Conditions in government bond markets remained sensitive to perceptions of growth, inflation and the attendant policy response. In Japan, tensions remained in fixed income markets, as investors reassessed the yield curve control (YCC) policy. Broad-based and recurrent open market operations by the central bank smoothed market functioning and contained upward pressure on bond yields.

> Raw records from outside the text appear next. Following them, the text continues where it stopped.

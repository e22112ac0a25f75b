//! # FSQ-7 Emulator
//!
//! An emulator of the instruction core of the AN/FSQ-7, the vacuum-tube
//! computer at the heart of the SAGE air-defense network.
//!
//! The machine modeled here is the small part of the FSQ-7 that shows off
//! indexed addressing: a 32-bit accumulator, an index register, a flat
//! word-addressed memory and thirteen single-address instructions. Timing,
//! drum storage and I/O are not emulated.

pub mod arith;
pub mod cpu;
pub mod asm;
pub mod programs;

#[cfg(feature = "tui")]
pub mod tui;

#[cfg(feature = "wasm")]
pub mod wasm;

// Re-export commonly used types
pub use arith::wrap32;
pub use cpu::{Cpu, CpuConfig, CpuCore, CpuState, Memory, Registers, Opcode, TraceEntry};
pub use asm::{assemble, disassemble, AssemblerError, ProgramImage, load_image, save_image};
pub use programs::ExampleProgram;

#[cfg(feature = "tui")]
pub use tui::run_debugger;
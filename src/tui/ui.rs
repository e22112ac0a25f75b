//! UI rendering for the debugger.

use ratatui::{
    prelude::*,
    widgets::{Block, Borders, Paragraph, List, ListItem},
    style::{Color, Style, Modifier},
};
use crate::asm::disasm::disassemble_word;
use super::app::DebuggerApp;

/// Trace entries shown in the trace panel.
const TRACE_ROWS: usize = 6;

/// Main draw function.
pub fn draw(frame: &mut Frame, app: &DebuggerApp) {
    let chunks = Layout::default()
        .direction(Direction::Horizontal)
        .constraints([
            Constraint::Percentage(60),
            Constraint::Percentage(40),
        ])
        .split(frame.area());

    // Left side: code, registers, trace and status
    let left_chunks = Layout::default()
        .direction(Direction::Vertical)
        .constraints([
            Constraint::Min(10),
            Constraint::Length(6),
            Constraint::Length(TRACE_ROWS as u16 + 2),
            Constraint::Length(3),
        ])
        .split(chunks[0]);

    draw_disassembly(frame, left_chunks[0], app);
    draw_registers(frame, left_chunks[1], app);
    draw_trace(frame, left_chunks[2], app);
    draw_status(frame, left_chunks[3], app);

    // Right side: memory and help
    let right_chunks = Layout::default()
        .direction(Direction::Vertical)
        .constraints([
            Constraint::Min(10),
            Constraint::Length(4),
        ])
        .split(chunks[1]);

    draw_memory(frame, right_chunks[0], app);
    draw_help(frame, right_chunks[1]);
}

/// Draw disassembly view around the PC.
fn draw_disassembly(frame: &mut Frame, area: Rect, app: &DebuggerApp) {
    let disasm = app.get_disassembly((area.height as usize).saturating_sub(2));

    let items: Vec<ListItem> = disasm
        .iter()
        .map(|(addr, instr, is_current)| {
            let prefix = if *is_current { "▶ " } else { "  " };
            let bp = if app.breakpoints.contains(addr) { "●" } else { " " };
            let text = format!("{}{:05}: {}", prefix, addr, instr);

            let style = if *is_current {
                Style::default().fg(Color::Yellow).add_modifier(Modifier::BOLD)
            } else if app.breakpoints.contains(addr) {
                Style::default().fg(Color::Red)
            } else {
                Style::default()
            };

            ListItem::new(format!("{} {}", bp, text)).style(style)
        })
        .collect();

    let list = List::new(items)
        .block(Block::default()
            .title(" Disassembly ")
            .borders(Borders::ALL)
            .border_style(Style::default().fg(Color::Cyan)));

    frame.render_widget(list, area);
}

/// Draw register state.
fn draw_registers(frame: &mut Frame, area: Rect, app: &DebuggerApp) {
    let state = app.cpu.get_state();

    let content = vec![
        Line::from(vec![
            Span::raw("A: "),
            Span::styled(format!("{:08X}", state.accumulator as u32), Style::default().fg(Color::White)),
            Span::raw(format!(" = {}", state.accumulator)),
        ]),
        Line::from(vec![
            Span::raw("I: "),
            Span::styled(format!("{:>8}", state.index_register), Style::default().fg(Color::White)),
            Span::raw("   P: "),
            Span::styled(format!("{:05}", state.program_counter), Style::default().fg(Color::Yellow)),
        ]),
        Line::from(vec![
            Span::raw("Instructions: "),
            Span::styled(format!("{}", state.instruction_count), Style::default().fg(Color::Cyan)),
            Span::raw("   RTC: "),
            Span::styled(format!("{}", app.cpu.rtc_ticks()), Style::default().fg(Color::Cyan)),
        ]),
        Line::from(vec![
            Span::raw("State: "),
            if state.halted {
                Span::styled("HALTED", Style::default().fg(Color::Red).add_modifier(Modifier::BOLD))
            } else {
                Span::styled("RUNNING", Style::default().fg(Color::Green))
            },
        ]),
    ];

    let paragraph = Paragraph::new(content)
        .block(Block::default()
            .title(" Registers ")
            .borders(Borders::ALL)
            .border_style(Style::default().fg(Color::Green)));

    frame.render_widget(paragraph, area);
}

/// Draw the most recent trace entries.
fn draw_trace(frame: &mut Frame, area: Rect, app: &DebuggerApp) {
    let items: Vec<ListItem> = app
        .cpu
        .recent_trace(TRACE_ROWS)
        .iter()
        .map(|entry| {
            let text = format!(
                "{:05}: {:<14} ea={:05} A={} I={}",
                entry.pc,
                disassemble_word(entry.word),
                entry.effective_address,
                entry.accumulator,
                entry.index_register
            );
            let style = if entry.decoded.indexed {
                Style::default().fg(Color::Magenta)
            } else {
                Style::default().fg(Color::Gray)
            };
            ListItem::new(text).style(style)
        })
        .collect();

    let list = List::new(items)
        .block(Block::default()
            .title(" Trace ")
            .borders(Borders::ALL)
            .border_style(Style::default().fg(Color::Blue)));

    frame.render_widget(list, area);
}

/// Draw memory view.
fn draw_memory(frame: &mut Frame, area: Rect, app: &DebuggerApp) {
    let visible_rows = (area.height as usize).saturating_sub(2);
    let pc = app.cpu.get_state().program_counter;

    let items: Vec<ListItem> = app
        .cpu
        .memory()
        .dump(app.mem_scroll, visible_rows)
        .into_iter()
        .map(|(addr, value)| {
            let text = format!("{:05}: {:08X} = {}", addr, value, value as i32);

            let style = if addr == pc {
                Style::default().fg(Color::Yellow).add_modifier(Modifier::BOLD)
            } else if value != 0 {
                Style::default().fg(Color::White)
            } else {
                Style::default().fg(Color::DarkGray)
            };

            ListItem::new(text).style(style)
        })
        .collect();

    let list = List::new(items)
        .block(Block::default()
            .title(" Memory ")
            .borders(Borders::ALL)
            .border_style(Style::default().fg(Color::Magenta)));

    frame.render_widget(list, area);
}

/// Draw status bar.
fn draw_status(frame: &mut Frame, area: Rect, app: &DebuggerApp) {
    let status = Paragraph::new(app.status.clone())
        .style(Style::default().fg(Color::White))
        .block(Block::default()
            .title(" Status ")
            .borders(Borders::ALL));

    frame.render_widget(status, area);
}

/// Draw help panel.
fn draw_help(frame: &mut Frame, area: Rect) {
    let help = Paragraph::new(vec![
        Line::from("s: Step  r: Run  p: Pause  b: Breakpoint"),
        Line::from("x: Reset  ↑↓: Scroll memory  q: Quit"),
    ])
    .style(Style::default().fg(Color::DarkGray))
    .block(Block::default()
        .title(" Help ")
        .borders(Borders::ALL));

    frame.render_widget(help, area);
}
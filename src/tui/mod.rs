//! TUI debugger for the FSQ-7 emulator.
//!
//! Provides an interactive terminal-based debugger with:
//! - Register panel fed from the CPU state snapshot
//! - Memory view
//! - Live execution trace
//! - Step/run/breakpoint controls
//! - Disassembly view

mod app;
mod ui;

pub use app::{DebuggerApp, run_debugger};
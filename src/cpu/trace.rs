//! Execution trace.
//!
//! An append-only log of per-instruction snapshots, taken after address
//! resolution and before the instruction runs.

use crate::cpu::decode::Decoded;
use serde::{Serialize, Deserialize};

/// State captured for one executed instruction.
#[derive(Debug, Clone, Copy, PartialEq, Eq, Serialize, Deserialize)]
pub struct TraceEntry {
    /// Program counter before the fetch.
    pub pc: usize,
    /// The fetched word (the synthesized HLT word at the memory boundary).
    pub word: u32,
    /// Fields of `word`.
    pub decoded: Decoded,
    /// Address the instruction operates on.
    pub effective_address: u16,
    /// Accumulator before dispatch.
    pub accumulator: i32,
    /// Index register before dispatch.
    pub index_register: i64,
}

/// Trace storage with an on/off switch.
#[derive(Debug, Clone, Default, Serialize, Deserialize)]
pub struct TraceRecorder {
    enabled: bool,
    entries: Vec<TraceEntry>,
}

impl TraceRecorder {
    pub fn new(enabled: bool) -> Self {
        Self {
            enabled,
            entries: Vec::new(),
        }
    }

    pub fn is_enabled(&self) -> bool {
        self.enabled
    }

    /// Turning tracing off keeps the history recorded so far.
    pub fn set_enabled(&mut self, enabled: bool) {
        self.enabled = enabled;
    }

    /// Append an entry if tracing is on.
    pub fn record(&mut self, entry: TraceEntry) {
        if self.enabled {
            self.entries.push(entry);
        }
    }

    /// A copy of the history.
    pub fn snapshot(&self) -> Vec<TraceEntry> {
        self.entries.clone()
    }

    /// The most recent `count` entries, oldest first.
    pub fn tail(&self, count: usize) -> &[TraceEntry] {
        let start = self.entries.len().saturating_sub(count);
        &self.entries[start..]
    }

    pub fn len(&self) -> usize {
        self.entries.len()
    }

    pub fn is_empty(&self) -> bool {
        self.entries.is_empty()
    }

    pub fn clear(&mut self) {
        self.entries.clear();
    }
}

#[cfg(test)]
mod tests {
    use super::*;
    use crate::cpu::decode::decode;

    fn entry(pc: usize) -> TraceEntry {
        TraceEntry {
            pc,
            word: 0,
            decoded: decode(0),
            effective_address: 0,
            accumulator: 0,
            index_register: 0,
        }
    }

    #[test]
    fn test_disabled_records_nothing() {
        let mut trace = TraceRecorder::default();
        trace.record(entry(0));
        assert!(trace.is_empty());
    }

    #[test]
    fn test_snapshot_is_a_copy() {
        let mut trace = TraceRecorder::new(true);
        trace.record(entry(0));
        trace.record(entry(1));

        let mut copy = trace.snapshot();
        copy.clear();
        assert_eq!(trace.len(), 2);
    }

    #[test]
    fn test_tail_and_clear() {
        let mut trace = TraceRecorder::new(true);
        for pc in 0..5 {
            trace.record(entry(pc));
        }
        let pcs: Vec<usize> = trace.tail(2).iter().map(|e| e.pc).collect();
        assert_eq!(pcs, vec![3, 4]);
        assert_eq!(trace.tail(10).len(), 5);

        trace.clear();
        assert!(trace.is_empty());
        assert!(trace.is_enabled());
    }
}
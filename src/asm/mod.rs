//! Assembler and disassembler for FSQ-7 programs.
//!
//! This module provides:
//! - A simple two-pass assembler (text → program image)
//! - A disassembler (words → readable text)
//! - The JSON program image format

pub mod assembler;
pub mod disasm;
pub mod image;

pub use assembler::{assemble, AssemblerError};
pub use disasm::{disassemble, disassemble_word};
pub use image::{ProgramImage, Segment, ImageError, load_image, save_image};
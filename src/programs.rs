//! Bundled example programs.
//!
//! Each generator returns a ready-to-load image together with the memory
//! cells a correct run leaves behind. The index register has no load
//! instruction; programs prime it with `TXI n,0`, which adds `n` to the
//! zeroed register and falls through because `n > 0`.

use crate::asm::image::ProgramImage;
use crate::cpu::decode::{encode_op, Opcode};
use crate::cpu::Cpu;

/// Default instruction budget for running an example.
pub const EXAMPLE_BUDGET: u64 = 10_000;

/// A runnable demonstration program.
#[derive(Debug, Clone)]
pub struct ExampleProgram {
    pub name: &'static str,
    pub description: &'static str,
    pub image: ProgramImage,
    /// `(address, value)` pairs expected after the program halts.
    pub expected: Vec<(usize, u32)>,
}

/// A cell that did not hold its expected value.
#[derive(Debug, Clone, Copy, PartialEq, Eq)]
pub struct Mismatch {
    pub address: usize,
    pub expected: u32,
    pub actual: u32,
}

impl ExampleProgram {
    /// Reset `cpu`, load the image and run until halt or `budget` instructions.
    pub fn run_on(&self, cpu: &mut Cpu, budget: u64) -> u64 {
        cpu.reset();
        cpu.load_image(&self.image);
        cpu.run(budget)
    }

    /// Run on a fresh CPU with the default memory size.
    pub fn execute(&self) -> Cpu {
        let mut cpu = Cpu::default();
        self.run_on(&mut cpu, EXAMPLE_BUDGET);
        cpu
    }

    /// Cells whose contents differ from `expected`.
    pub fn mismatches(&self, cpu: &Cpu) -> Vec<Mismatch> {
        self.expected
            .iter()
            .filter_map(|&(address, expected)| {
                let actual = cpu.read_memory(address);
                (actual != expected).then_some(Mismatch { address, expected, actual })
            })
            .collect()
    }
}

fn op(opcode: Opcode, addr: u32) -> u32 {
    encode_op(opcode, addr, false)
}

fn opx(opcode: Opcode, addr: u32) -> u32 {
    encode_op(opcode, addr, true)
}

/// TXI operand packing: `(increment << 8) | limit`.
fn txi(increment: u8, limit: u8) -> u32 {
    op(Opcode::Txi, ((increment as u32) << 8) | limit as u32)
}

/// Sum a ten-element array with indexed ADD and a TIX loop.
///
/// The loop starts with I equal to the array length, so it reads
/// `101..=110` instead of `100..=109`: it skips the first element and adds
/// the zero cell after the last. The stored sum is 270, not 275.
pub fn array_sum() -> ExampleProgram {
    const ARRAY: u32 = 100;
    const SUM: u32 = 200;

    let mut image = ProgramImage::from_words(
        0,
        vec![
            txi(10, 0),
            op(Opcode::Lda, SUM), // LOOP
            opx(Opcode::Add, ARRAY),
            op(Opcode::Sto, SUM),
            op(Opcode::Tix, 1),
            op(Opcode::Hlt, 0),
        ],
    );
    image.push(ARRAY as usize, (1..=10).map(|n| n * 5).collect());
    image.push(SUM as usize, vec![0]);

    ExampleProgram {
        name: "array-sum",
        description: "Indexed LDA/ADD/STO over [5, 10, .., 50] with TIX loop control",
        image,
        expected: vec![(SUM as usize, 270)],
    }
}

/// 7 × 6 by repeated addition.
pub fn multiply() -> ExampleProgram {
    let mut image = ProgramImage::from_words(
        0,
        vec![
            txi(6, 0),
            op(Opcode::Add, 200), // LOOP
            op(Opcode::Tix, 1),
            op(Opcode::Sto, 201),
            op(Opcode::Hlt, 0),
        ],
    );
    image.push(200, vec![7]);

    ExampleProgram {
        name: "multiply",
        description: "Multiply by repeated addition, counting down with TIX",
        image,
        expected: vec![(201, 42)],
    }
}

/// Square a number in a subroutine entered with TSX.
///
/// TSX leaves the return address in I, so the subroutine returns with an
/// indexed `TRA 0,X`.
pub fn subroutine() -> ExampleProgram {
    let mut image = ProgramImage::from_words(
        0,
        vec![
            op(Opcode::Lda, 200),
            op(Opcode::Tsx, 10),
            op(Opcode::Sto, 201),
            op(Opcode::Hlt, 0),
        ],
    );
    image.push(10, vec![op(Opcode::Mpy, 200), opx(Opcode::Tra, 0)]);
    image.push(200, vec![12]);

    ExampleProgram {
        name: "subroutine",
        description: "TSX call and indexed TRA return computing 12 squared",
        image,
        expected: vec![(201, 144)],
    }
}

/// Copy eight words from 100 to 120, last element first.
pub fn block_copy() -> ExampleProgram {
    let data = vec![3, 1, 4, 1, 5, 9, 2, 6];

    let mut image = ProgramImage::from_words(
        0,
        vec![
            txi(8, 0),
            opx(Opcode::Lda, 99), // LOOP
            opx(Opcode::Sto, 119),
            op(Opcode::Tix, 1),
            op(Opcode::Hlt, 0),
        ],
    );
    image.push(100, data.clone());

    let expected = data
        .into_iter()
        .enumerate()
        .map(|(offset, value)| (120 + offset, value))
        .collect();

    ExampleProgram {
        name: "block-copy",
        description: "Indexed LDA/STO pair moving an eight-word table",
        image,
        expected,
    }
}

/// Count I upward with TXI, adding 3 on each pass.
///
/// TXI transfers to its raw address field, so the loop body lives at
/// `(1 << 8) | 5 = 261`.
pub fn count_up() -> ExampleProgram {
    const BODY: usize = (1 << 8) | 5;

    let mut image = ProgramImage::from_words(
        0,
        vec![
            txi(1, 5),
            op(Opcode::Sto, 300),
            op(Opcode::Hlt, 0),
        ],
    );
    image.push(BODY, vec![op(Opcode::Add, 301), op(Opcode::Tra, 0)]);
    image.push(301, vec![3]);

    ExampleProgram {
        name: "count-up",
        description: "TXI incrementing I from 1 to 5 and branching to its packed address",
        image,
        expected: vec![(300, 15)],
    }
}

/// DVH with a zero divisor saturates; a normal division follows.
pub fn division() -> ExampleProgram {
    let mut image = ProgramImage::from_words(
        0,
        vec![
            op(Opcode::Lda, 200),
            op(Opcode::Dvh, 201),
            op(Opcode::Sto, 202),
            op(Opcode::Lda, 200),
            op(Opcode::Dvh, 203),
            op(Opcode::Sto, 204),
            op(Opcode::Hlt, 0),
        ],
    );
    image.push(200, vec![100, 0]);
    image.push(203, vec![7]);

    ExampleProgram {
        name: "division",
        description: "DVH by zero saturating to 0x7FFFFFFF, then 100 / 7",
        image,
        expected: vec![(202, 0x7FFF_FFFF), (204, 14)],
    }
}

/// Every bundled program.
pub fn all() -> Vec<ExampleProgram> {
    vec![
        array_sum(),
        multiply(),
        subroutine(),
        block_copy(),
        count_up(),
        division(),
    ]
}

/// Look up a bundled program by name.
pub fn by_name(name: &str) -> Option<ExampleProgram> {
    all().into_iter().find(|p| p.name.eq_ignore_ascii_case(name))
}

Risky assets registered gains and the US dollar depreciated through most of the review period, before news tempered markets' optimism about the policy outlook. Stock markets experienced bouts of selling pressure but registered positive returns, despite a still subdued earnings outlook. The concurrent fall in forward-looking gauges of market volatility suggested that valuations were boosted by benign risk perceptions. In a similar vein, credit spreads narrowed further, on the heels of declines in perceived default risks, and corporate bond issuance showed signs of recovery in January. US data releases in February steered investors towards anticipating stronger policy headwinds. This led to a slight dollar appreciation and some reversal of risky asset gains, halting their divergence from subdued bank lending in major advanced economies (AEs).
Financial conditions eased moderately in EMEs, largely mirroring those in AEs. Bond yields fell, amid an upbeat backdrop of resilient growth and falling inflation. Equity markets saw wider fluctuations, swayed by the gyrations of the US dollar. The abrupt end to the zero-Covid policy in China reinvigorated its equity market and contributed to the strong performance of risky assets in economies with close links to China. Yet it failed to turn around the lethargic portfolio flows to the country, while such flows did stabilise or even rebounded for most other EMEs.